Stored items
----------------------------------------

//! Receipt reconciler — applies asynchronous delivery outcomes to
//! communication logs and rolls them into campaign aggregates.
//!
//! Receipts arrive on two equivalent paths: the vendor's HTTP callback
//! (keyed by vendor message id) and the `delivery-receipt` queue (either
//! shape). Application is idempotent per log: a duplicate receipt leaves
//! the log and the campaign counters untouched.

use chrono::Utc;
use pulse_broker::{ConsumePolicy, MessageBroker};
use pulse_core::types::{
    CommunicationLog, DeliveryStatus, DirectReceipt, ReceiptMessage, StatsDelta, VendorReceipt,
    QUEUE_DELIVERY_RECEIPT,
};
use pulse_core::{PulseError, PulseResult};
use pulse_store::{CampaignStore, CommunicationLogStore};
use std::sync::atomic::{AtomicBool, Ordering};
use std::sync::Arc;
use tracing::{info, warn};

pub struct ReceiptReconciler {
    campaigns: Arc<dyn CampaignStore>,
    logs: Arc<dyn CommunicationLogStore>,
}

impl ReceiptReconciler {
    pub fn new(campaigns: Arc<dyn CampaignStore>, logs: Arc<dyn CommunicationLogStore>) -> Self {
        Self { campaigns, logs }
    }

    /// Register the queue intake path on the broker.
    pub async fn start(
        self: Arc<Self>,
        broker: &dyn MessageBroker,
        max_attempts: u32,
    ) -> PulseResult<()> {
        let reconciler = self.clone();
        broker
            .consume(
                QUEUE_DELIVERY_RECEIPT,
                ConsumePolicy::Requeue { max_attempts },
                Arc::new(move |payload| {
                    let reconciler = reconciler.clone();
                    Box::pin(async move { reconciler.handle(payload).await })
                }),
            )
            .await
    }

    async fn handle(&self, payload: Vec<u8>) -> PulseResult<()> {
        let receipt: ReceiptMessage = serde_json::from_slice(&payload)?;
        let result = match receipt {
            ReceiptMessage::Vendor(receipt) => self.apply_vendor_receipt(receipt).await,
            ReceiptMessage::Direct(receipt) => self.apply_direct_receipt(receipt).await,
        };
        match result {
            Ok(_) => Ok(()),
            // A receipt for a log that does not exist can never apply;
            // requeueing it would only dead-letter later.
            Err(e) if e.is_fatal() => {
                warn!(error = %e, "Unmatchable receipt, dropping");
                metrics::counter!("reconciler.unmatched").increment(1);
                Ok(())
            }
            Err(e) => Err(e),
        }
    }

    /// Intake path (a): vendor callback, resolved by vendor message id.
    pub async fn apply_vendor_receipt(
        &self,
        receipt: VendorReceipt,
    ) -> PulseResult<CommunicationLog> {
        let log = self
            .logs
            .find_by_vendor_message_id(&receipt.message_id)
            .await?
            .ok_or_else(|| PulseError::NotFound("communication log", receipt.message_id.clone()))?;
        let raw = serde_json::to_value(&receipt)?;
        self.apply_receipt(log, receipt.status, raw, None).await
    }

    /// Intake path (b): queue-keyed receipt, resolved by (campaign, customer).
    pub async fn apply_direct_receipt(
        &self,
        receipt: DirectReceipt,
    ) -> PulseResult<CommunicationLog> {
        let log = self
            .logs
            .find_by_pair(receipt.campaign_id, receipt.customer_id)
            .await?
            .ok_or_else(|| {
                PulseError::NotFound(
                    "communication log",
                    format!("{}/{}", receipt.campaign_id, receipt.customer_id),
                )
            })?;
        let raw = serde_json::to_value(&receipt)?;
        self.apply_receipt(log, receipt.status, raw, receipt.error.clone())
            .await
    }

    /// Apply one receipt to one log. The duplicate check and the state
    /// transition run under the log's entry lock, so concurrent duplicate
    /// receipts cannot both increment the campaign counters.
    async fn apply_receipt(
        &self,
        log: CommunicationLog,
        status: DeliveryStatus,
        raw: serde_json::Value,
        error: Option<String>,
    ) -> PulseResult<CommunicationLog> {
        if !status.is_terminal() {
            return Err(PulseError::Validation(format!(
                "receipt status must be DELIVERED or FAILED, got {status:?}"
            )));
        }

        let applied = Arc::new(AtomicBool::new(false));
        let applied_in = applied.clone();
        let updated = self
            .logs
            .update(
                log.id,
                Box::new(move |l| {
                    if l.status == status {
                        // Duplicate receipt; leave the log untouched.
                        return;
                    }
                    if l.status == DeliveryStatus::Failed {
                        // Re-attempt of a previously failed delivery.
                        l.retry_count += 1;
                    }
                    l.status = status;
                    l.delivery_receipt = Some(raw);
                    l.last_attempt = Some(Utc::now());
                    if error.is_some() {
                        l.error = error;
                    }
                    applied_in.store(true, Ordering::SeqCst);
                }),
            )
            .await?
            .ok_or_else(|| PulseError::NotFound("communication log", log.id.to_string()))?;

        if !applied.load(Ordering::SeqCst) {
            metrics::counter!("reconciler.duplicates").increment(1);
            info!(log_id = %log.id, status = ?status, "Duplicate receipt ignored");
            return Ok(updated);
        }

        let delta = match status {
            DeliveryStatus::Delivered => StatsDelta {
                sent: 1,
                delivered: 1,
                failed: 0,
            },
            DeliveryStatus::Failed => StatsDelta {
                sent: 1,
                delivered: 0,
                failed: 1,
            },
            _ => unreachable!("terminal status checked above"),
        };
        self.campaigns
            .apply_stats_delta(log.campaign_id, delta)
            .await?;

        metrics::counter!("reconciler.receipts").increment(1);
        info!(
            log_id = %log.id,
            campaign_id = %log.campaign_id,
            status = ?status,
            "Delivery receipt reconciled"
        );
        Ok(updated)
    }
}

----------------------------------------

EXERCISE: All lines in the entries above that hold the word "DirectReceipt" need to be copied.

EXPECTED OUTPUT:
    CommunicationLog, DeliveryStatus, DirectReceipt, ReceiptMessage, StatsDelta, VendorReceipt,
        receipt: DirectReceipt,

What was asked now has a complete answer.